演題情報

口演

開催回
第60回・2015年・横浜
 

血液透析患者における甲状腺機能異常に関する検討~第2報~

演題番号 : O-0787

熊谷 純子:1、高橋 直子:1、土谷 晋一郎:2

1:(医)あかね会大町土谷クリニック、2:(医)あかね会土谷総合病院

 

【目的】これまで、当院の血液透析患者において、明らかな症状を欠くにもかかわらず甲状腺機能異常を呈する症例を認めている。今回、経時的に血液検査を行い、透析患者の甲状腺機能の変化について検討した。
【対象と方法】血液透析患者414例に対し、甲状腺機能検査(TSH、FT3、FT4)を施行した。そして1年後の同様の調査にて、甲状腺機能の変化について検討した。
【結果】1年後の甲状腺機能検査が可能であったのは、366例で、そのうちTSH10.0μIU/mL以上で、新たに甲状腺機能低下症と診断したのは6例であった。
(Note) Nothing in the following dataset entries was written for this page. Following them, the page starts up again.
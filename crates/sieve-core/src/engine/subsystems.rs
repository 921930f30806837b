use crate::core::models::element::Element;
use itertools::Itertools;
use std::collections::BTreeSet;

/// Enumerates every non-empty chemical subsystem of an element set.
///
/// Each key is the subset's symbols sorted lexicographically and joined with
/// hyphens ("Cl-Na"), ordered by increasing subset size and combination
/// order within each size. Duplicate input elements are collapsed before
/// enumeration, so `N` distinct elements always yield exactly `2^N - 1`
/// keys.
pub fn subsystem_keys(elements: &[Element]) -> Vec<String> {
    let distinct: BTreeSet<&Element> = elements.iter().collect();
    let sorted: Vec<&Element> = distinct.into_iter().collect();

    let mut keys = Vec::with_capacity((1usize << sorted.len().min(63)) - 1);
    for size in 1..=sorted.len() {
        for combination in sorted.iter().combinations(size) {
            keys.push(combination.iter().map(|e| e.symbol()).join("-"));
        }
    }
    keys
}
新規にTSH0.1μIU/mL未満を呈する症例は認めなかった。また、TSH5.0以上10.0μIU/mL未満を呈し、潜在性甲状腺機能低下症であったのは17例であった。明らかな症状を有する症例は、認めなかった。
【考察】透析患者にもある一定の割合で甲状腺機能異常は存在し、経過とともに甲状腺機能亢進あるいは低下の状態を呈する可能性があると思われる。
【結論】透析患者の甲状腺機能異常の可能性に着目することが必要である。